======== Provided data
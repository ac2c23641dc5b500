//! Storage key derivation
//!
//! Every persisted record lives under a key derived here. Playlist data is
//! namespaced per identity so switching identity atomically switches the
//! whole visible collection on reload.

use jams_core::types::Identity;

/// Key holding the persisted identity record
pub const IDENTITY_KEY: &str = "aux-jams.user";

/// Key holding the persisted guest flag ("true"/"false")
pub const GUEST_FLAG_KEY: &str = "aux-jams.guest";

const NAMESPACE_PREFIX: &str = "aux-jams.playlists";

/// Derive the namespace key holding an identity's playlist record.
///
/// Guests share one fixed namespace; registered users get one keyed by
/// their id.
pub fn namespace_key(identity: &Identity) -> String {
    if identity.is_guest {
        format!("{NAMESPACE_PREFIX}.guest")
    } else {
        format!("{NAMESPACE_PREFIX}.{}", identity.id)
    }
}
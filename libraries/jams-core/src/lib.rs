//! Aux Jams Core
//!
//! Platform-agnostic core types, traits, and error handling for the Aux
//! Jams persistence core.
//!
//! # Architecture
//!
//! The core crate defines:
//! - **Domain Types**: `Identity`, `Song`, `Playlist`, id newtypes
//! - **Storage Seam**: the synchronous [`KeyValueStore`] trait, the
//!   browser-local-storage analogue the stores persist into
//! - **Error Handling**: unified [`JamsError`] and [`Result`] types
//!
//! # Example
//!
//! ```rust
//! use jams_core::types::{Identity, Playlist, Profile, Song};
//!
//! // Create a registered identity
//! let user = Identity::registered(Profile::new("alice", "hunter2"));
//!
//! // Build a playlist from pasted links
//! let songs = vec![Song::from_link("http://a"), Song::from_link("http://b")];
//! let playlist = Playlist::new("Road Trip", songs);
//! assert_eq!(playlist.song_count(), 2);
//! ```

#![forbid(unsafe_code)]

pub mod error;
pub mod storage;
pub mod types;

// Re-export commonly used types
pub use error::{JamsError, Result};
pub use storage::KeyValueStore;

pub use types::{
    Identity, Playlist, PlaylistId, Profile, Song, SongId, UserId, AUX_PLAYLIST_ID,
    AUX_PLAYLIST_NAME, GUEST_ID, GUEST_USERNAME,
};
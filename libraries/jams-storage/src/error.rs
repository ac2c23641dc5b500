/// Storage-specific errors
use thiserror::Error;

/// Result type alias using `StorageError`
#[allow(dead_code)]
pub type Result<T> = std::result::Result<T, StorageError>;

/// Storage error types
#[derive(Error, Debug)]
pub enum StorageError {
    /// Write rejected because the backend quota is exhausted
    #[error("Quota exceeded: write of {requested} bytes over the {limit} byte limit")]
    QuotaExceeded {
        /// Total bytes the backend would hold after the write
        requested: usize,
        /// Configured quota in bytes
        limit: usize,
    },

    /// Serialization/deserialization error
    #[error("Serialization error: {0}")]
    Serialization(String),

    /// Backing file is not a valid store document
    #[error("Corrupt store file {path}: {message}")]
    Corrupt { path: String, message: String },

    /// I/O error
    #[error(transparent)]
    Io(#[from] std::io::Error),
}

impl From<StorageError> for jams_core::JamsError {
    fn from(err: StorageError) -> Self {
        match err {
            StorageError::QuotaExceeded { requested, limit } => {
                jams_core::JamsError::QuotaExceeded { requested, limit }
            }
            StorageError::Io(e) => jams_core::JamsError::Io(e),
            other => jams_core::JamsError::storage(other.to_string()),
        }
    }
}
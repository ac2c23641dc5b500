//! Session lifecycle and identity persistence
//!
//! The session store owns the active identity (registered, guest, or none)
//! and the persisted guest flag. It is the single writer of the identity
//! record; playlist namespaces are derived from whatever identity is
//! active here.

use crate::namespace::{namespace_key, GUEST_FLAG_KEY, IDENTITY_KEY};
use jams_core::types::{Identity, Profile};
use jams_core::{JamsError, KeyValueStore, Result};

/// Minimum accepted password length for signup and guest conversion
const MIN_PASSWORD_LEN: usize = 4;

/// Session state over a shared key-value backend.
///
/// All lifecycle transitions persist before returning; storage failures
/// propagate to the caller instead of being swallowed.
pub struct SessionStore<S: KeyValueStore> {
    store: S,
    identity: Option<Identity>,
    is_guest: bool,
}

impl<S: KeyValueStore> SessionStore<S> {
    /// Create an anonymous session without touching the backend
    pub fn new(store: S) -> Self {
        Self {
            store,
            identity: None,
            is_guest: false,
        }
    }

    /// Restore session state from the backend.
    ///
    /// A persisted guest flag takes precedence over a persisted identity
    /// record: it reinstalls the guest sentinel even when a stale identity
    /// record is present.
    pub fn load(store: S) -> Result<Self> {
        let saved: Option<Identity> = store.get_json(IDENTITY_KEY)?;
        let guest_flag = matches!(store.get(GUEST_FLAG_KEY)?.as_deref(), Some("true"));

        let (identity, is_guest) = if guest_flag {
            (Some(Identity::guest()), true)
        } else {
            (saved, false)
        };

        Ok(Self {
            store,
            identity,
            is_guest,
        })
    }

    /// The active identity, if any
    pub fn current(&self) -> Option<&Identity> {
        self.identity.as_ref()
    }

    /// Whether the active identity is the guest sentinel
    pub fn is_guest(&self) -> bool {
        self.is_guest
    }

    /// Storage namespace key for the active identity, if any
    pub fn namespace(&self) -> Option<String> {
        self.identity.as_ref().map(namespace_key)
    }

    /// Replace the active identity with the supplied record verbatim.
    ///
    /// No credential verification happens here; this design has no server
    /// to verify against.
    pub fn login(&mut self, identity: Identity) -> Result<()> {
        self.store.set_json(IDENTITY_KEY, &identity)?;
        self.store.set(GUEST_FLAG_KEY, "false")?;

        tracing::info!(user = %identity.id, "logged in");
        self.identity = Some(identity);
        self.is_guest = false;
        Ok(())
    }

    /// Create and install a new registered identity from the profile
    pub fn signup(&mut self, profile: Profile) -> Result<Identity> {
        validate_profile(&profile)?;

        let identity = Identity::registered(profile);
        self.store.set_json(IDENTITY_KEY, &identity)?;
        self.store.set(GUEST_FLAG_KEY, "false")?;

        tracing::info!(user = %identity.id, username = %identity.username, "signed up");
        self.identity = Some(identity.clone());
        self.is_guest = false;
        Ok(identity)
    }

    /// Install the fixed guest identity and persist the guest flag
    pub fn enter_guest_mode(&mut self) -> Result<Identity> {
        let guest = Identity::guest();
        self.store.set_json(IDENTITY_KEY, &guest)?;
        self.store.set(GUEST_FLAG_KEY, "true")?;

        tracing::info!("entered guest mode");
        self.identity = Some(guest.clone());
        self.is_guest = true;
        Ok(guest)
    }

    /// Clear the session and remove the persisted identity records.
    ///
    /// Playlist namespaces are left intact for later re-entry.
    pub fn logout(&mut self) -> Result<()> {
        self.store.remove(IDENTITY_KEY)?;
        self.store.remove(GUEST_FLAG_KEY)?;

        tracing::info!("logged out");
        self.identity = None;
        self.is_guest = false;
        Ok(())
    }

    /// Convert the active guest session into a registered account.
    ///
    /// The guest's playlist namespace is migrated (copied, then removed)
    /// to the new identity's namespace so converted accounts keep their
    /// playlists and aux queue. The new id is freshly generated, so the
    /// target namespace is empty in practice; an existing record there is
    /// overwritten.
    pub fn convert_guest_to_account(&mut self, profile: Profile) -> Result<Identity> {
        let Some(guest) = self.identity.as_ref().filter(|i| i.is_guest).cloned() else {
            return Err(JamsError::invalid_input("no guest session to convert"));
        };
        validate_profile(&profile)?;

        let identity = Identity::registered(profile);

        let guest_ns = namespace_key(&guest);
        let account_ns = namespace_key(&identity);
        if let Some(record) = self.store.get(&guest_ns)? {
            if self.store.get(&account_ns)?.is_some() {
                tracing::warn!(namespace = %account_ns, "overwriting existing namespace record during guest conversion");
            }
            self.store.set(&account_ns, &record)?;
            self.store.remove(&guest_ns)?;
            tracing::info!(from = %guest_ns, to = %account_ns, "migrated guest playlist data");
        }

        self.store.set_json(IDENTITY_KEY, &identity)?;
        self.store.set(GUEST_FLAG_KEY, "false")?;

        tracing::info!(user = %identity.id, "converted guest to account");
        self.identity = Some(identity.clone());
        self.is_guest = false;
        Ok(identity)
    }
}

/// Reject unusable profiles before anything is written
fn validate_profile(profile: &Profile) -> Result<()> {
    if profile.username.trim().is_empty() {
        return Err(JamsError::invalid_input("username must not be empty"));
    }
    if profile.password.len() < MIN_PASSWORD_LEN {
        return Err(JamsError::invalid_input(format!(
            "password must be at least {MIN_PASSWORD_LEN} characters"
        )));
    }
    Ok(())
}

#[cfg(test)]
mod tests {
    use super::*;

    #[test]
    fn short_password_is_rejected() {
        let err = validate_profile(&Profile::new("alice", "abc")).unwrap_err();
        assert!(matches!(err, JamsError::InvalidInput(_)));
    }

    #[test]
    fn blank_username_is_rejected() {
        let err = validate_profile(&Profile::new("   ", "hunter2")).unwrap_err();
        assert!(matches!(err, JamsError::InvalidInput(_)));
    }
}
================
### Aim of the task
From the entries above, restate word for word the lines from the line containing "pub mod types;" to the line containing "pub enum StorageError", both ends included, and nothing more.

### Answer
pub mod types;

// Re-export commonly used types
pub use error::{JamsError, Result};
pub use storage::KeyValueStore;

pub use types::{
    Identity, Playlist, PlaylistId, Profile, Song, SongId, UserId, AUX_PLAYLIST_ID,
    AUX_PLAYLIST_NAME, GUEST_ID, GUEST_USERNAME,
};
filename libraries/jams-storage/src/error.rs
repository ac2c23641dc5b500
/// Storage-specific errors
use thiserror::Error;

/// Result type alias using `StorageError`
#[allow(dead_code)]
pub type Result<T> = std::result::Result<T, StorageError>;

/// Storage error types
#[derive(Error, Debug)]
pub enum StorageError {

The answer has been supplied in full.